My first, and only training run, was in Ravenscourt Park, London W6, on Monday afternoon. I've always wondered how the fancy dress runners actually practice. Now I know: they just run round and I'd say more than half of the general public take absolutely no notice whatsoever. Outside the Tube station a bloke emotionlessly asked me for 50p with absolutely no reference to the fact that he was begging from a giant throstle.

But if half the general public ignore you, the faces of the other half truly light up, and it's tremendously uplifting. I might break four hours tomorrow after all. I just wish that when I went into broadcasting I'd known what I know now: for a good 10 years I've been doing my damnedest to entertain people on radio and television. I wish I hadn't bothered. I should have just spent the last decade running around urban parks dressed as a giant bird.

A photocall was arranged at West Brom's training ground. I strode out in full Baggie Bird attire. Shyly, I kept my distance waiting for training to finish. But to my horror Nigel Pearson waved me on: "It's bibs versus no bibs," he shouted, "only two touches. Baggie Bird can have as many as he likes."

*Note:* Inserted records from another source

use std::path::Path;

use clap::Parser;
use reqlock::{Requirement, RequirementGraph, Summary};
use serde::Serialize;
use tracing::instrument;

use super::{
    Project,
    terminal::{Highlight, completion_mark, heading, is_narrow, label},
};

#[derive(Debug, Parser, Default)]
#[command(about = "Show completion counts per document and the requirement hierarchy")]
pub struct Status {
    /// Output format (table, json)
    #[arg(long, value_name = "FORMAT", default_value = "table")]
    output: OutputFormat,
}

#[derive(Debug, Clone, Copy, Default, clap::ValueEnum)]
enum OutputFormat {
    #[default]
    Table,
    Json,
}

#[derive(Debug, Serialize)]
struct DocumentStatus<'a> {
    document: &'a str,
    #[serde(flatten)]
    summary: Summary,
}

#[derive(Debug, Serialize)]
struct StatusReport<'a> {
    #[serde(flatten)]
    summary: Summary,
    documents: Vec<DocumentStatus<'a>>,
}

impl Status {
    #[instrument(level = "debug", skip(self))]
    pub fn run(self, root: &Path) -> anyhow::Result<()> {
        let project = Project::open(root)?;
        let graph = project.load()?;

        let by_document = graph.by_document();
        let report = StatusReport {
            summary: graph.summary(),
            documents: by_document
                .iter()
                .map(|(document, requirements)| DocumentStatus {
                    document,
                    summary: Summary::of(requirements.iter().copied()),
                })
                .collect(),
        };

        match self.output {
            OutputFormat::Json => {
                println!("{}", serde_json::to_string_pretty(&report)?);
            }
            OutputFormat::Table => {
                if graph.is_empty() {
                    println!("No requirements found yet. Declare one in a blockquote:");
                    println!("{}", "  > REQ-1\n  > Describe the requirement".muted());
                    return Ok(());
                }
                output_table(&report, &graph);
            }
        }

        Ok(())
    }
}

fn output_table(report: &StatusReport<'_>, graph: &RequirementGraph) {
    let narrow = is_narrow();
    let summary = &report.summary;

    heading("Requirements");
    println!(
        "Completed: {}",
        ratio(summary.completed, summary.total)
    );
    println!(
        "Critical:  {}",
        ratio(summary.critical_completed, summary.critical)
    );
    println!();

    heading("By document");
    if narrow {
        for document in &report.documents {
            println!("{}", document.document);
            println!(
                "  {}",
                ratio(document.summary.completed, document.summary.total)
            );
        }
    } else {
        let width = report
            .documents
            .iter()
            .map(|document| document.document.len())
            .max()
            .unwrap_or_default()
            .max("Document".len());
        println!("{:<width$}  Completed", "Document");
        for document in &report.documents {
            println!(
                "{:<width$}  {}",
                document.document,
                ratio(document.summary.completed, document.summary.total)
            );
        }
    }
    println!();

    heading("Hierarchy");
    for (depth, requirement) in hierarchy(graph) {
        println!("{}{}", "  ".repeat(depth), node(requirement, narrow));
    }
}

fn ratio(done: usize, total: usize) -> String {
    if total == 0 {
        return "–".muted();
    }
    let text = format!("{done}/{total} ({}%)", done * 100 / total);
    if done == total {
        text.done()
    } else {
        text.pending()
    }
}

fn node(requirement: &Requirement, narrow: bool) -> String {
    let mark = completion_mark(requirement.is_completed());
    let id = label(requirement.id(), requirement.is_critical());
    if narrow {
        format!("{mark} {id}")
    } else {
        format!("{mark} {id} {}", requirement.description().muted())
    }
}

/// Depth-first walk from each root down through its children.
///
/// A requirement with several parents appears under each of them.
fn hierarchy(graph: &RequirementGraph) -> Vec<(usize, &Requirement)> {
    let mut out = Vec::new();
    let mut stack: Vec<(usize, &Requirement)> =
        graph.roots().map(|root| (0, root)).collect();
    stack.reverse();

    while let Some((depth, requirement)) = stack.pop() {
        out.push((depth, requirement));
        let children: Vec<_> = graph.children(requirement.id()).collect();
        stack.extend(children.into_iter().rev().map(|child| (depth + 1, child)));
    }

    out
}
//! Text and file formats.
//!
//! Everything that reads or writes bytes lives here: the blockquote
//! extractor and record builder, the snapshot codec, the lock file and
//! document discovery.

pub mod extract;

/// Turning blockquotes into requirements.
pub mod markdown;
pub use markdown::{Document, LoadError, ParseError, load, parse_document, parse_documents};

pub mod snapshot;
pub use snapshot::{LOCK_FORMAT_VERSION, LockedRequirement, Snapshot, SnapshotFormatError, diff};

pub mod lockfile;
pub use lockfile::LockfileError;

pub mod documents;
pub use documents::DiscoveryError;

Even if I say so myself, given that I had no boots on and I was wearing a bird costume, I acquitted myself quite well. "You doing the marathon?" said Neil Clement. "You must be mad."

"I know," I replied, "I'm just worried that if it rains this'll be like a giant sponge."

He stopped smiling. "Hang on a minute - you're not actually running in that thing are you?"

"Er, yes."

"You are mad," he said without malice but with lots of feeling.